EXERCISE REQUIREMENTS >> Your job with the data below: print everything from the line that holds "pub fn vote(&self)" down to the line that holds "pub(crate) async fn prepare(&mut", ends included, exactly, and nothing else.

MATERIAL PROVIDED >>
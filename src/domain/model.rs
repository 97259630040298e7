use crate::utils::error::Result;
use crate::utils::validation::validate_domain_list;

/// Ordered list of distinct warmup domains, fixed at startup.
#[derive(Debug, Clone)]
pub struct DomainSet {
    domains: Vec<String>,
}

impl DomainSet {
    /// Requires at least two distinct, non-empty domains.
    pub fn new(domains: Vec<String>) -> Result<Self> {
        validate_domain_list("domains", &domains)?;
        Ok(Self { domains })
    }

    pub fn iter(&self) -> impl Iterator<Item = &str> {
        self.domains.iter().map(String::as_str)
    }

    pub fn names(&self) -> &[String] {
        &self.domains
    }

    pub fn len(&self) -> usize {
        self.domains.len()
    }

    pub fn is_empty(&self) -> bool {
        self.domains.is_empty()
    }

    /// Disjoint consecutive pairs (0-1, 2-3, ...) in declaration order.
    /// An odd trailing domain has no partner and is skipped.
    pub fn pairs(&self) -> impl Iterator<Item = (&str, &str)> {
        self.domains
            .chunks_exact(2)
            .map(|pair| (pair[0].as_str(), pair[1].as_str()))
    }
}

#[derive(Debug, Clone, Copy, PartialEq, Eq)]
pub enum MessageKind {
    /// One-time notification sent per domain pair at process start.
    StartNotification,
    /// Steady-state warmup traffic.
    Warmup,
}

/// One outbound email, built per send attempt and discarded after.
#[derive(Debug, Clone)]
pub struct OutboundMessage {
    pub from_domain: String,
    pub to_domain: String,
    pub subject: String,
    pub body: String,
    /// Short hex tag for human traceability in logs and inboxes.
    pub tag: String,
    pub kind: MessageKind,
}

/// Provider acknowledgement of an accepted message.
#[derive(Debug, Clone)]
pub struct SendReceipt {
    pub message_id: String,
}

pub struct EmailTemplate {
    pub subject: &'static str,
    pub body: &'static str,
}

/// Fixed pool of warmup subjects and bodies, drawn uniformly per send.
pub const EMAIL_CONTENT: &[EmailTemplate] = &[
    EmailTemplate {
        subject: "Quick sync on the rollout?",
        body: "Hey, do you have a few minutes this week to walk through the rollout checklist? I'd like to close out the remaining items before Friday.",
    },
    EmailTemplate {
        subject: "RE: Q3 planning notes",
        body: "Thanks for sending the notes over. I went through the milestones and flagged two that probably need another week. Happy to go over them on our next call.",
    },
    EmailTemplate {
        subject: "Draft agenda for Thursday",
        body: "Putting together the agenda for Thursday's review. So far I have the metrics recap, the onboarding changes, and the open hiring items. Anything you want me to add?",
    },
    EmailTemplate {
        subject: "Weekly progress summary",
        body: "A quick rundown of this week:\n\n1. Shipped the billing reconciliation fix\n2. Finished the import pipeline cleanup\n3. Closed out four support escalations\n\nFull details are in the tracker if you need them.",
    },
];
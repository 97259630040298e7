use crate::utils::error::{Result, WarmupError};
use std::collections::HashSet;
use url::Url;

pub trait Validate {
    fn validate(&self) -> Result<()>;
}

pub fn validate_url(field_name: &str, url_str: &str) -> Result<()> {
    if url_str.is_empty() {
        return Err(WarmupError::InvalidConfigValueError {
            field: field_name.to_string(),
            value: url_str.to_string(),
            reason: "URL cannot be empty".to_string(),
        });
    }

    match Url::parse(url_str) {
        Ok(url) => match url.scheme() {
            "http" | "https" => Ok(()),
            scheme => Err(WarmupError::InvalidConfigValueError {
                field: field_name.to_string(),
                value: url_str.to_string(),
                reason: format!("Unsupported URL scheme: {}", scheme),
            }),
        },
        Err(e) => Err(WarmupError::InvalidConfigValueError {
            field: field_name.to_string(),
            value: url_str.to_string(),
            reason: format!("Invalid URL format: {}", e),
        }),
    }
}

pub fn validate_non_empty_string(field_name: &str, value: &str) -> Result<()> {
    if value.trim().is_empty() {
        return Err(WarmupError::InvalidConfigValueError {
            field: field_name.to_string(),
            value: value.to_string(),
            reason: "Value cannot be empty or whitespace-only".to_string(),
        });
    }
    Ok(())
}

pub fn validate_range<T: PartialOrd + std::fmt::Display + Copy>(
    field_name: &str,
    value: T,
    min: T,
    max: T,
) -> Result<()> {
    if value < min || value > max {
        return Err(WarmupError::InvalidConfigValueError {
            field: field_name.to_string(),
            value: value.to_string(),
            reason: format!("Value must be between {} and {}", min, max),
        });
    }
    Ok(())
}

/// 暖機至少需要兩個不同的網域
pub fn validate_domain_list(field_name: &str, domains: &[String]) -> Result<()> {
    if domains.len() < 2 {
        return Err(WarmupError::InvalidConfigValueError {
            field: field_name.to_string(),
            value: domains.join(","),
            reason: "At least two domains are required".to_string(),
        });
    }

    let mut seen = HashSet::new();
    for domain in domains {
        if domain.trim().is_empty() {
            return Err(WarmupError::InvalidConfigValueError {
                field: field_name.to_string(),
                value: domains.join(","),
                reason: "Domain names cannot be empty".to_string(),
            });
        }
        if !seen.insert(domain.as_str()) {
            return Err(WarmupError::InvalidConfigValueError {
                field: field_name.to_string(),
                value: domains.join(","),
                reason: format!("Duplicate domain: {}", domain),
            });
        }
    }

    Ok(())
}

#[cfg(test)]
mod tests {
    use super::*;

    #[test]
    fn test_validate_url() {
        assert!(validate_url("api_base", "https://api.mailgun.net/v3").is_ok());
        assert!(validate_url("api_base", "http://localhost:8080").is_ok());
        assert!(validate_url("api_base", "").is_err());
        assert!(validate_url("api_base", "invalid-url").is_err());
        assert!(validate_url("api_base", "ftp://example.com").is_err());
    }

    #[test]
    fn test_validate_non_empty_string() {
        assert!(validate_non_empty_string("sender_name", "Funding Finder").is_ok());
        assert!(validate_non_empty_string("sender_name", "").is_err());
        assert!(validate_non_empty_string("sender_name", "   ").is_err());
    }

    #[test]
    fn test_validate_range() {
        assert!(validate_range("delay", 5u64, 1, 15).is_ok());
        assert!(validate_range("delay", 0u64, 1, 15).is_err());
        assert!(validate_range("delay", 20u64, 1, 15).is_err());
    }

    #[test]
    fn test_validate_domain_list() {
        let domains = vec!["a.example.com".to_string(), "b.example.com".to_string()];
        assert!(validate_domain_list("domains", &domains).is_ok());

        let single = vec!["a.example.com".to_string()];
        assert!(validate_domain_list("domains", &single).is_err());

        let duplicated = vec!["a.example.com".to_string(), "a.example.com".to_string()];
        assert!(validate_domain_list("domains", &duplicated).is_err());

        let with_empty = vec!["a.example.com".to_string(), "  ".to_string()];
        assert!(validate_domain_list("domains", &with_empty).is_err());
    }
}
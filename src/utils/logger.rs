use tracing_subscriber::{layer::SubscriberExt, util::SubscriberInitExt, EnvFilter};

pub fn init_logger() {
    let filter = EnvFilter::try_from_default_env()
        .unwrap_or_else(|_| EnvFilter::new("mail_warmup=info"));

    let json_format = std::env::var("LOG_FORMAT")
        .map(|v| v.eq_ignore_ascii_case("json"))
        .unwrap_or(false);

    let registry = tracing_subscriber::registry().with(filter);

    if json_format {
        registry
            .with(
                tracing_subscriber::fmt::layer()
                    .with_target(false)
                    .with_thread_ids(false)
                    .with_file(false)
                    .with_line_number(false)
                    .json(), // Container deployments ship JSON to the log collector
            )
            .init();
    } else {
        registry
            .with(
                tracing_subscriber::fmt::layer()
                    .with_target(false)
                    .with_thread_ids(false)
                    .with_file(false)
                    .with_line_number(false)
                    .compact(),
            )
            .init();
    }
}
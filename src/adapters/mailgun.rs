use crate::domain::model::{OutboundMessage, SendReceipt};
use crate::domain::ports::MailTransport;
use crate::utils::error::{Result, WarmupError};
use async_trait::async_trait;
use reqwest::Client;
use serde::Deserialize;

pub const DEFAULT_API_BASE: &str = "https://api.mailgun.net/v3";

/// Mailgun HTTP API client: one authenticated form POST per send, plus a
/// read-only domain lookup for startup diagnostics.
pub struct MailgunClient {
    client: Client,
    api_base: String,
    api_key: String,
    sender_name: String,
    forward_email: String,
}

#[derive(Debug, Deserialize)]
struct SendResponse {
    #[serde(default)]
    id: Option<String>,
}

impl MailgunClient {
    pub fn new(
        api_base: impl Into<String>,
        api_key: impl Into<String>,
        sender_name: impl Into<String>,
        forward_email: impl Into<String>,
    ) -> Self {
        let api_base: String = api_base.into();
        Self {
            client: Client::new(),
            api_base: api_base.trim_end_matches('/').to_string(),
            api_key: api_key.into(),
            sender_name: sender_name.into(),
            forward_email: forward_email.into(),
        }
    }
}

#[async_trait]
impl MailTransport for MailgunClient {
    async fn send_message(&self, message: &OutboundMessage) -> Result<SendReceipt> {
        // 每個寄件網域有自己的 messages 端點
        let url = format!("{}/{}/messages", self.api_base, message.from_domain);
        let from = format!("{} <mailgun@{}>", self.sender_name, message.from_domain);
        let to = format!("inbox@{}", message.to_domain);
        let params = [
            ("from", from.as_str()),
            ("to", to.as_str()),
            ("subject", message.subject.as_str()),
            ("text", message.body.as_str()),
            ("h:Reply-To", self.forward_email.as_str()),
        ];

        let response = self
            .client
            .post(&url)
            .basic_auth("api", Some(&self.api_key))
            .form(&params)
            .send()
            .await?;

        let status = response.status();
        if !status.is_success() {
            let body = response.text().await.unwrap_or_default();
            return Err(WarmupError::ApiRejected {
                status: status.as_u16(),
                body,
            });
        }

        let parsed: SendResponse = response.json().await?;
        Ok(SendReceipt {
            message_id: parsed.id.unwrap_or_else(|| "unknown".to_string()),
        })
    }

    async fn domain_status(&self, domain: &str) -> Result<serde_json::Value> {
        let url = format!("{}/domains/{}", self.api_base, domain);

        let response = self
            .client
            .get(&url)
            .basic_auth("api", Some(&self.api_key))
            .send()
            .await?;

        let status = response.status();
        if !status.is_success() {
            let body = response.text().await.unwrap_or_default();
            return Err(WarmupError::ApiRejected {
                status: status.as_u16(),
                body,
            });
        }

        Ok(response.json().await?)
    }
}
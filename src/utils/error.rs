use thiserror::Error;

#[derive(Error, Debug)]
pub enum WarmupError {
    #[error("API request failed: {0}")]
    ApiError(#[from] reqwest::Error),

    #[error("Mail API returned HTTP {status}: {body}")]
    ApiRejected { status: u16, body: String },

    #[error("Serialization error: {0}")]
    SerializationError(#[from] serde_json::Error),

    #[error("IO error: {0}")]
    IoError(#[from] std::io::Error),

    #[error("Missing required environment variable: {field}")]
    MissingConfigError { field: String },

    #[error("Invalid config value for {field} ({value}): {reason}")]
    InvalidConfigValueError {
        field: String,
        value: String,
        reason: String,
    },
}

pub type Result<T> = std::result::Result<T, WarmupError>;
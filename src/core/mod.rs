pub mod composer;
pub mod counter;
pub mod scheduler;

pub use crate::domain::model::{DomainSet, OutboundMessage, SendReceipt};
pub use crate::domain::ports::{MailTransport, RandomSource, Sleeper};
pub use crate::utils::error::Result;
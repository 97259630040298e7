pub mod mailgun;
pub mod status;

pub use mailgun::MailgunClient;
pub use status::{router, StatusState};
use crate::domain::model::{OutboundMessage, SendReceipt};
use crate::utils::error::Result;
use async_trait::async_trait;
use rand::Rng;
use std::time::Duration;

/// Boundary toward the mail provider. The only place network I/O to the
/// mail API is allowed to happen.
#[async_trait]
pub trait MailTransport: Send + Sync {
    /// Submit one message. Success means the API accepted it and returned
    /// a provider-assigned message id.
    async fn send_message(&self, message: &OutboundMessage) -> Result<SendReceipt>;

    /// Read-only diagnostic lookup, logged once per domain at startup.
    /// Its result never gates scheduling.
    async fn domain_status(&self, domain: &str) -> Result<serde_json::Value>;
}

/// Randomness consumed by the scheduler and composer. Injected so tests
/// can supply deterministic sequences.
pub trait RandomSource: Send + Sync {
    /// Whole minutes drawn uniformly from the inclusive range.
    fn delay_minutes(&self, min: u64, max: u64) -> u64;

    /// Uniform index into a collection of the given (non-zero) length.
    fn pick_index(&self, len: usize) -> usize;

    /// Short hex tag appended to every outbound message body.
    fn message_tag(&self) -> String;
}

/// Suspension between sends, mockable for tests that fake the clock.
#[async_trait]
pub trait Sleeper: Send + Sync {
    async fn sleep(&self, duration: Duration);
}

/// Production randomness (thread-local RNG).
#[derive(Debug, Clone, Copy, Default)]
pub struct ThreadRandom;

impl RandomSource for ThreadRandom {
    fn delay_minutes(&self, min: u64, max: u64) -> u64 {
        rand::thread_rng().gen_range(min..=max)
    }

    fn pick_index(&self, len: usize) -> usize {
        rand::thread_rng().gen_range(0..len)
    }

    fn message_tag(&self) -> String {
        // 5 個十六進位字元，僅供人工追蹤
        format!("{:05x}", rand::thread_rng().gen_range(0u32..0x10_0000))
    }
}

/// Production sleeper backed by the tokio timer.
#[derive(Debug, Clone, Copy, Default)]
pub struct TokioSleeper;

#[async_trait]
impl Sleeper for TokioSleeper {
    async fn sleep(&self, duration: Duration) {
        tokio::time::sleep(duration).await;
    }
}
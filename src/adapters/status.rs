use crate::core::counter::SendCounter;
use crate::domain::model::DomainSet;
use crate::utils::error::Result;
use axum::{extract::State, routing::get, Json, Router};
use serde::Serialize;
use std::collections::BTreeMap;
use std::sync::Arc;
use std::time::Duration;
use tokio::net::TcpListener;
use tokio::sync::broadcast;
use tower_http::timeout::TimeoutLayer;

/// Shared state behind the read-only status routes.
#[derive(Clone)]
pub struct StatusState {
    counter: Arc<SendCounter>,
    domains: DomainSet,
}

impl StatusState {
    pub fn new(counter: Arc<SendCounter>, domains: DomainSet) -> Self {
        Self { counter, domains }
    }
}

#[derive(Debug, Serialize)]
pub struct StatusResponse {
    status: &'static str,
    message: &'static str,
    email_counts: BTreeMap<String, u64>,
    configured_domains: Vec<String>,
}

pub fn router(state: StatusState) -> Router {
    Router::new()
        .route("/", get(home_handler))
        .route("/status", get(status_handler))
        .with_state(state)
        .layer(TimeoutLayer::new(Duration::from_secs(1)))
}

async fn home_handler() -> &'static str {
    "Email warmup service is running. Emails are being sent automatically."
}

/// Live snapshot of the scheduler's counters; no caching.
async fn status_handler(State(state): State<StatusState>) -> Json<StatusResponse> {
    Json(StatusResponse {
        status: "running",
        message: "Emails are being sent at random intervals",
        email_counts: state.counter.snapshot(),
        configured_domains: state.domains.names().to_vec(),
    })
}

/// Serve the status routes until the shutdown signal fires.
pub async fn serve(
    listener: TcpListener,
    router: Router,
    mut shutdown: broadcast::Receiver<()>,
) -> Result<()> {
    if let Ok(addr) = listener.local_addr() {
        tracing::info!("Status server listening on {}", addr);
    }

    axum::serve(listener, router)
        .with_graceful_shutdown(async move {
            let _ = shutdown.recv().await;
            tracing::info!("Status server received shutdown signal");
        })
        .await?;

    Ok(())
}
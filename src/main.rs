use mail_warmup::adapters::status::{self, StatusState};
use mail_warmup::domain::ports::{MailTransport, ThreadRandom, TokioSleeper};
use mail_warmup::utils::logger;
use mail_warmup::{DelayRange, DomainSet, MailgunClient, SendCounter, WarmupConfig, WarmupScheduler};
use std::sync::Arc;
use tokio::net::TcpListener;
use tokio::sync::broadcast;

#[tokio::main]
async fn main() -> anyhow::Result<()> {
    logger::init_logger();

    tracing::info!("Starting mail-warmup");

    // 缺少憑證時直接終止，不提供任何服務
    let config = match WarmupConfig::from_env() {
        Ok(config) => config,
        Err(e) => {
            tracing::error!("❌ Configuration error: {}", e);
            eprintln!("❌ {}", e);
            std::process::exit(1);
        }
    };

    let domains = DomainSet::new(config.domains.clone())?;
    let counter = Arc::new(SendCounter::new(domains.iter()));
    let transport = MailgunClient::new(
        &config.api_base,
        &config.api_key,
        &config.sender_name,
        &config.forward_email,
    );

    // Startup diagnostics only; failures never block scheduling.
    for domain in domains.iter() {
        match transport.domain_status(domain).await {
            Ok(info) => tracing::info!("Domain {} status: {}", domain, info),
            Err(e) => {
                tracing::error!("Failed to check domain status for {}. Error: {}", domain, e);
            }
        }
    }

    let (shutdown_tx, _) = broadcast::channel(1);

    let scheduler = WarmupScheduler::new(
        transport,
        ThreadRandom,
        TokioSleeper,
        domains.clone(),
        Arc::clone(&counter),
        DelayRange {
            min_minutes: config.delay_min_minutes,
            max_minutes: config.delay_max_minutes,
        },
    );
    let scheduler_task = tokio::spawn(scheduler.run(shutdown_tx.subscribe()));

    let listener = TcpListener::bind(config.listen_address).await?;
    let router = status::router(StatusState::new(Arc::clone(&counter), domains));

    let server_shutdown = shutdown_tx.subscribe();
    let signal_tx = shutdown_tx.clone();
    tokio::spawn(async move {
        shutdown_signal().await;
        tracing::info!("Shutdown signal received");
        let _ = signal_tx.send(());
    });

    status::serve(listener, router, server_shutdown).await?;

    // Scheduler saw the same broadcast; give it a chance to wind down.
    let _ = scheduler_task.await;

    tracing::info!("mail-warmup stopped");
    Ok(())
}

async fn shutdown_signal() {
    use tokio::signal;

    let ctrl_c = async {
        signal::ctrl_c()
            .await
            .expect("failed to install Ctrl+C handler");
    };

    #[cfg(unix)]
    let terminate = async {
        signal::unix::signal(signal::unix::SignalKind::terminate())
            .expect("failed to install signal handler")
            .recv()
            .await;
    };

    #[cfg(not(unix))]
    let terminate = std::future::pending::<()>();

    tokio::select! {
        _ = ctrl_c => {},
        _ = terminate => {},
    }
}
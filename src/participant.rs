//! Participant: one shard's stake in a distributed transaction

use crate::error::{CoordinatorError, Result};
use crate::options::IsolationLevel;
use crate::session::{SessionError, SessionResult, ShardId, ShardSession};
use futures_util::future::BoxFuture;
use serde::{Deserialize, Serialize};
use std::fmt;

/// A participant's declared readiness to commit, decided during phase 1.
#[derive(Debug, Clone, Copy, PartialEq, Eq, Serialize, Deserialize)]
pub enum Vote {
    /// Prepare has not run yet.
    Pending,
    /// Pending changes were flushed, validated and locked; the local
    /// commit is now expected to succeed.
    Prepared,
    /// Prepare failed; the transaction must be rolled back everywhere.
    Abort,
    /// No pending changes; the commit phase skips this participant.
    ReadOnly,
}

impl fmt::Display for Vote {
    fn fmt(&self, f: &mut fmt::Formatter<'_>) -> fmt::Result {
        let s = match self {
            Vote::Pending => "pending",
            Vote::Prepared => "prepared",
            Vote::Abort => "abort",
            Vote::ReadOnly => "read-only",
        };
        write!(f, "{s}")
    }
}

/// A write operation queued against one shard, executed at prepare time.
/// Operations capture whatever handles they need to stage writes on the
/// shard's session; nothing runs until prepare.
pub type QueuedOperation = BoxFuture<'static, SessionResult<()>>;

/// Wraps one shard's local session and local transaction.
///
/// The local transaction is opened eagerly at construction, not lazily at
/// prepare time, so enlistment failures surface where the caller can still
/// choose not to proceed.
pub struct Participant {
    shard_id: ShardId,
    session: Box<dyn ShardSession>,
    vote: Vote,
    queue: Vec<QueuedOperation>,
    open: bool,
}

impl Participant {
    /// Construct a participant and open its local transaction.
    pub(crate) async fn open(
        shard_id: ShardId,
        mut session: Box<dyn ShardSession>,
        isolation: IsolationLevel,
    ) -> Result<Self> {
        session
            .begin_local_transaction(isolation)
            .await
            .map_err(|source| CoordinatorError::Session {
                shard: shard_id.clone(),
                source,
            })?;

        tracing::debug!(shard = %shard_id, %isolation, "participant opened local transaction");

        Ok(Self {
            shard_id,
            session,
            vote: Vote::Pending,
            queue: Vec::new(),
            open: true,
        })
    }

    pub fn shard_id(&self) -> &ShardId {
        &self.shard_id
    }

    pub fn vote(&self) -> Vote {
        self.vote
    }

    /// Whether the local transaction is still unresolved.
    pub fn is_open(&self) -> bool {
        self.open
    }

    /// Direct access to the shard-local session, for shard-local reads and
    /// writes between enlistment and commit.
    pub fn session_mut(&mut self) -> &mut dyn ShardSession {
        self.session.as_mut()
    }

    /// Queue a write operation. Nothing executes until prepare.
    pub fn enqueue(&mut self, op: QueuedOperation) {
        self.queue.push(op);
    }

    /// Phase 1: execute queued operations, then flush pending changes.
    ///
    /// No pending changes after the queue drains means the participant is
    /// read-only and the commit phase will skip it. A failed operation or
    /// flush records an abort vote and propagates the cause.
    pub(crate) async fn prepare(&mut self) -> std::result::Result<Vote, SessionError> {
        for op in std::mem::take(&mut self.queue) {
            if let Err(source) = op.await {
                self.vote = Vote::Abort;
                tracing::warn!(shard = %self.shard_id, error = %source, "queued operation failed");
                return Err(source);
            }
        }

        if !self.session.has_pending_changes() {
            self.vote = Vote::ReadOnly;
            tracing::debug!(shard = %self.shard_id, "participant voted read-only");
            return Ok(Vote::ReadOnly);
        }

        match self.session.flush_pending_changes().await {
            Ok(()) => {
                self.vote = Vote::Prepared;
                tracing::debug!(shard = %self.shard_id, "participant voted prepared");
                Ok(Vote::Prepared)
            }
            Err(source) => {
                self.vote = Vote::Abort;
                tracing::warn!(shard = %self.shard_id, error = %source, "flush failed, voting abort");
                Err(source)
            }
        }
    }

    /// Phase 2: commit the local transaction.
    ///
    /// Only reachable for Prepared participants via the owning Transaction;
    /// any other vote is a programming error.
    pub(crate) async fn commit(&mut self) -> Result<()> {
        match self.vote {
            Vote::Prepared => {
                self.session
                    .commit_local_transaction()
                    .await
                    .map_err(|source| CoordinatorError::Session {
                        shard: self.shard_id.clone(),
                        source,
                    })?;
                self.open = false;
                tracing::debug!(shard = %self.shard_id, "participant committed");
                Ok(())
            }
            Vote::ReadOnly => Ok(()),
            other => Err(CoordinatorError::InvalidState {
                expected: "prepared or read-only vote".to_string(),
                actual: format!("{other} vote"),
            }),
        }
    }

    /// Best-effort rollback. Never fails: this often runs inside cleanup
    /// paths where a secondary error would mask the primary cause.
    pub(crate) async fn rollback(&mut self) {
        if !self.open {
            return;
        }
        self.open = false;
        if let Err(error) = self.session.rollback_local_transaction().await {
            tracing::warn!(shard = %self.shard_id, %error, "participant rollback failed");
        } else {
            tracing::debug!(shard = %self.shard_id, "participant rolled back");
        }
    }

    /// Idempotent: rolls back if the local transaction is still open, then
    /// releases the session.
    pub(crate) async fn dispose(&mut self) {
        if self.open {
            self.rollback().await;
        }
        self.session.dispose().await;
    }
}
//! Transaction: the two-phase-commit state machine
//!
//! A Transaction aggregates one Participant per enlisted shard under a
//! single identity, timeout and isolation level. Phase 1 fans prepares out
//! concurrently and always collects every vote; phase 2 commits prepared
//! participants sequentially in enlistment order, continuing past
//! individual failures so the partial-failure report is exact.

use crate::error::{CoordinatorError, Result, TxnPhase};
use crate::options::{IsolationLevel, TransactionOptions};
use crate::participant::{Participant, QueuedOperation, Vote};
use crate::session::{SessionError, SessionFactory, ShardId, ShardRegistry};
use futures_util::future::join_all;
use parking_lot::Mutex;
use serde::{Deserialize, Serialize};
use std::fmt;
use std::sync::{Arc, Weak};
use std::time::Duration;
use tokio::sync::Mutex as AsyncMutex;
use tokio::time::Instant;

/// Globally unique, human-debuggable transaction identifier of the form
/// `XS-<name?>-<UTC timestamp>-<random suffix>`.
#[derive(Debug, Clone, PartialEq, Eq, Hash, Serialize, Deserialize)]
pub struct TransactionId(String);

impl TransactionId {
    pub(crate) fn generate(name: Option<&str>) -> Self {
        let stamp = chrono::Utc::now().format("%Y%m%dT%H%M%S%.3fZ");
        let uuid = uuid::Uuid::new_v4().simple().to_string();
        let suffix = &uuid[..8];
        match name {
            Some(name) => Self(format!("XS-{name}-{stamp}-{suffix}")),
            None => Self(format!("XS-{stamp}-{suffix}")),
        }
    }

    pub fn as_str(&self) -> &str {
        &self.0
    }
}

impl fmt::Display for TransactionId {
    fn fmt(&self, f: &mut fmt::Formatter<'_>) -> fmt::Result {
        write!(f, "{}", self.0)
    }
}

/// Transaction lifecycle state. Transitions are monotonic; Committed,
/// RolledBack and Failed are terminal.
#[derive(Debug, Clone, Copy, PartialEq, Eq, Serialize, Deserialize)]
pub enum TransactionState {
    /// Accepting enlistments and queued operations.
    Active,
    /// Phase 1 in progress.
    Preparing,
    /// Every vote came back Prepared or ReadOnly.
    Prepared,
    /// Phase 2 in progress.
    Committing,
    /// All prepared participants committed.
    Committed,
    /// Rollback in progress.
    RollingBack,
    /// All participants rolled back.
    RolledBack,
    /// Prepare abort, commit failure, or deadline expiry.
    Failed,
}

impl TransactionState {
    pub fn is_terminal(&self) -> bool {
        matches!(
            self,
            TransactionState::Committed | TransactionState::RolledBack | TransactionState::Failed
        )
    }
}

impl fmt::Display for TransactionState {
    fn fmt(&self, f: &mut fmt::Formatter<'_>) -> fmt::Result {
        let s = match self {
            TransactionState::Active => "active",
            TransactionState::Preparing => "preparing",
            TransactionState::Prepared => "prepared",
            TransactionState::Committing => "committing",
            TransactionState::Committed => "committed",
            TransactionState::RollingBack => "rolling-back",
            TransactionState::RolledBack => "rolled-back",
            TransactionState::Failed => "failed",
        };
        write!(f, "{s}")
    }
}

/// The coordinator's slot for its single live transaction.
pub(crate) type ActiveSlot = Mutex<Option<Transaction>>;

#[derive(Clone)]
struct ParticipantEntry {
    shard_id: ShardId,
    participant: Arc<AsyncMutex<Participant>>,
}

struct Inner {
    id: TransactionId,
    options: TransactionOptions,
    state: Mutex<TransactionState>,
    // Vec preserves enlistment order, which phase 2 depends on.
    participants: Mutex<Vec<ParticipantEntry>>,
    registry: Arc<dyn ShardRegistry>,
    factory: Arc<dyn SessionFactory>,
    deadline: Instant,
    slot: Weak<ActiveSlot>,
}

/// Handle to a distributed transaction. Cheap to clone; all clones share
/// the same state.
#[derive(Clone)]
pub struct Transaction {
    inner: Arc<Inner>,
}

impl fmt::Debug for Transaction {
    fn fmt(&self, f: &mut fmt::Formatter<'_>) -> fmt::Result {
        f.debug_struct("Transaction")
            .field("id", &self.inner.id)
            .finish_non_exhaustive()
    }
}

WRITTEN SOLUTION >>
    pub fn vote(&self) -> Vote {
        self.vote
    }

    /// Whether the local transaction is still unresolved.
    pub fn is_open(&self) -> bool {
        self.open
    }

    /// Direct access to the shard-local session, for shard-local reads and
    /// writes between enlistment and commit.
    pub fn session_mut(&mut self) -> &mut dyn ShardSession {
        self.session.as_mut()
    }

    /// Queue a write operation. Nothing executes until prepare.
    pub fn enqueue(&mut self, op: QueuedOperation) {
        self.queue.push(op);
    }

    /// Phase 1: execute queued operations, then flush pending changes.
    ///
    /// No pending changes after the queue drains means the participant is
    /// read-only and the commit phase will skip it. A failed operation or
    /// flush records an abort vote and propagates the cause.
    pub(crate) async fn prepare(&mut self) -> std::result::Result<Vote, SessionError> {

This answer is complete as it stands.